I need all the entries repeated exactly as written.

(LISTED ENTRIES Opens)

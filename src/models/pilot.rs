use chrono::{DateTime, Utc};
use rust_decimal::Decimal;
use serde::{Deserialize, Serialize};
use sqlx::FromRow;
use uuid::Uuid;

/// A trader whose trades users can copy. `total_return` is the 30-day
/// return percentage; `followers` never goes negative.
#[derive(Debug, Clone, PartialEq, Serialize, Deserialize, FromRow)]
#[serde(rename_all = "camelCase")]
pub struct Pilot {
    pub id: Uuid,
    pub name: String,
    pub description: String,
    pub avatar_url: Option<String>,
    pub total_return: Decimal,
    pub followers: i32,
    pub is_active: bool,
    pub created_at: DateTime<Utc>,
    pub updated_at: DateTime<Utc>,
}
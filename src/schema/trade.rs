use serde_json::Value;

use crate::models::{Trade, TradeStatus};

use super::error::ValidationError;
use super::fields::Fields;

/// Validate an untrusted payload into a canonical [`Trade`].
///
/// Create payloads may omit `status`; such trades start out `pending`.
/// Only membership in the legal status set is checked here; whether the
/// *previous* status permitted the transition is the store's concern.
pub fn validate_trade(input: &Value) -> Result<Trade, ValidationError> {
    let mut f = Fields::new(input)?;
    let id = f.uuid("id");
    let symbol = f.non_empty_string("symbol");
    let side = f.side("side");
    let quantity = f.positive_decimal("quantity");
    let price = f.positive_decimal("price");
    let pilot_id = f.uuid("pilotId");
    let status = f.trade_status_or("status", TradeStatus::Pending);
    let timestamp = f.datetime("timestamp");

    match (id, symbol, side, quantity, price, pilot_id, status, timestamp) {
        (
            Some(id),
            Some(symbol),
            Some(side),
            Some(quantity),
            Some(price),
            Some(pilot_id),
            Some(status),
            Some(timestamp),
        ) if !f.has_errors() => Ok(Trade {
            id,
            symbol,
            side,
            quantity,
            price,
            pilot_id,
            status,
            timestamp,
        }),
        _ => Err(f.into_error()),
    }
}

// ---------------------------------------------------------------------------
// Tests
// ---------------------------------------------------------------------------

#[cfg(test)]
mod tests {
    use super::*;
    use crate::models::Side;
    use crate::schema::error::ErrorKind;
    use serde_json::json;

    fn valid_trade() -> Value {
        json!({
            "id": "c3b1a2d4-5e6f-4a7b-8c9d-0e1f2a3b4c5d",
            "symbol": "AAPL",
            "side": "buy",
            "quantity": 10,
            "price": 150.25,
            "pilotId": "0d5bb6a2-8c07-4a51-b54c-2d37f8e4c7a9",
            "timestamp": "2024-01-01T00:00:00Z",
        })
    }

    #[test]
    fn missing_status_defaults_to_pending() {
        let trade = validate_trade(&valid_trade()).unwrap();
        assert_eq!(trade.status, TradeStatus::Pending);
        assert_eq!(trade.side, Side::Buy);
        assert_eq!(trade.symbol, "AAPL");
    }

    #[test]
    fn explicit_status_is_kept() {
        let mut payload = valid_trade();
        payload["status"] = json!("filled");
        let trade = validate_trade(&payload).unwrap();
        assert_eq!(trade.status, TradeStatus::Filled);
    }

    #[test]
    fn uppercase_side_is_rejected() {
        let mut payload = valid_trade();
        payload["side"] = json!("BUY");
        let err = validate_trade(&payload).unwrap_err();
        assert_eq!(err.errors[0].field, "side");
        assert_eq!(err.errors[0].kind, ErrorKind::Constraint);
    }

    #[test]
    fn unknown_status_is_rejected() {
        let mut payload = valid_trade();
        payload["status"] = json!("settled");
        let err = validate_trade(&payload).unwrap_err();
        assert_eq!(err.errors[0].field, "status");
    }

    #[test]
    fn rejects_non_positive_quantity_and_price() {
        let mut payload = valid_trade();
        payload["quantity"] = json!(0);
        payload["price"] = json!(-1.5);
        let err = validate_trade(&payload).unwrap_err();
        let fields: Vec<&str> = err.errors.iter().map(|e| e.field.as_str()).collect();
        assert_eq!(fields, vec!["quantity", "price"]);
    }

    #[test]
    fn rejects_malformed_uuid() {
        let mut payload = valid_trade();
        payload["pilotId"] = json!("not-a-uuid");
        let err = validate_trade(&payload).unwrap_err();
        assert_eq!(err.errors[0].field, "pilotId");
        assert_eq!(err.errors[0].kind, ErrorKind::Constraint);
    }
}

(LISTED ENTRIES Closes)

» **OUTPUT BELOW**:
filename src/models/pilot.rs
use chrono::{DateTime, Utc};
use rust_decimal::Decimal;
use serde::{Deserialize, Serialize};
use sqlx::FromRow;
use uuid::Uuid;

/// A trader whose trades users can copy. `total_return` is the 30-day
/// return percentage; `followers` never goes negative.
#[derive(Debug, Clone, PartialEq, Serialize, Deserialize, FromRow)]
#[serde(rename_all = "camelCase")]
pub struct Pilot {
    pub id: Uuid,
    pub name: String,
    pub description: String,
    pub avatar_url: Option<String>,
    pub total_return: Decimal,
    pub followers: i32,
    pub is_active: bool,
    pub created_at: DateTime<Utc>,
    pub updated_at: DateTime<Utc>,
}
filename src/schema/trade.rs
use serde_json::Value;

use crate::models::{Trade, TradeStatus};

use super::error::ValidationError;
use super::fields::Fields;

/// Validate an untrusted payload into a canonical [`Trade`].
///
/// Create payloads may omit `status`; such trades start out `pending`.
/// Only membership in the legal status set is checked here; whether the
/// *previous* status permitted the transition is the store's concern.
pub fn validate_trade(input: &Value) -> Result<Trade, ValidationError> {
    let mut f = Fields::new(input)?;
    let id = f.uuid("id");
    let symbol = f.non_empty_string("symbol");
    let side = f.side("side");
    let quantity = f.positive_decimal("quantity");
    let price = f.positive_decimal("price");
    let pilot_id = f.uuid("pilotId");
    let status = f.trade_status_or("status", TradeStatus::Pending);
    let timestamp = f.datetime("timestamp");

    match (id, symbol, side, quantity, price, pilot_id, status, timestamp) {
        (
            Some(id),
            Some(symbol),
            Some(side),
            Some(quantity),
            Some(price),
            Some(pilot_id),
            Some(status),
            Some(timestamp),
        ) if !f.has_errors() => Ok(Trade {
            id,
            symbol,
            side,
            quantity,
            price,
            pilot_id,
            status,
            timestamp,
        }),
        _ => Err(f.into_error()),
    }
}

// ---------------------------------------------------------------------------
// Tests
// ---------------------------------------------------------------------------

#[cfg(test)]
mod tests {
    use super::*;
    use crate::models::Side;
    use crate::schema::error::ErrorKind;
    use serde_json::json;

    fn valid_trade() -> Value {
        json!({
            "id": "c3b1a2d4-5e6f-4a7b-8c9d-0e1f2a3b4c5d",
            "symbol": "AAPL",
            "side": "buy",
            "quantity": 10,
            "price": 150.25,
            "pilotId": "0d5bb6a2-8c07-4a51-b54c-2d37f8e4c7a9",
            "timestamp": "2024-01-01T00:00:00Z",
        })
    }

    #[test]
    fn missing_status_defaults_to_pending() {
        let trade = validate_trade(&valid_trade()).unwrap();
        assert_eq!(trade.status, TradeStatus::Pending);
        assert_eq!(trade.side, Side::Buy);
        assert_eq!(trade.symbol, "AAPL");
    }

    #[test]
    fn explicit_status_is_kept() {
        let mut payload = valid_trade();
        payload["status"] = json!("filled");
        let trade = validate_trade(&payload).unwrap();
        assert_eq!(trade.status, TradeStatus::Filled);
    }

    #[test]
    fn uppercase_side_is_rejected() {
        let mut payload = valid_trade();
        payload["side"] = json!("BUY");
        let err = validate_trade(&payload).unwrap_err();
        assert_eq!(err.errors[0].field, "side");
        assert_eq!(err.errors[0].kind, ErrorKind::Constraint);
    }

    #[test]
    fn unknown_status_is_rejected() {
        let mut payload = valid_trade();
        payload["status"] = json!("settled");
        let err = validate_trade(&payload).unwrap_err();
        assert_eq!(err.errors[0].field, "status");
    }

    #[test]
    fn rejects_non_positive_quantity_and_price() {
        let mut payload = valid_trade();
        payload["quantity"] = json!(0);
        payload["price"] = json!(-1.5);
        let err = validate_trade(&payload).unwrap_err();
        let fields: Vec<&str> = err.errors.iter().map(|e| e.field.as_str()).collect();
        assert_eq!(fields, vec!["quantity", "price"]);
    }

    #[test]
    fn rejects_malformed_uuid() {
        let mut payload = valid_trade();
        payload["pilotId"] = json!("not-a-uuid");
        let err = validate_trade(&payload).unwrap_err();
        assert_eq!(err.errors[0].field, "pilotId");
        assert_eq!(err.errors[0].kind, ErrorKind::Constraint);
    }
}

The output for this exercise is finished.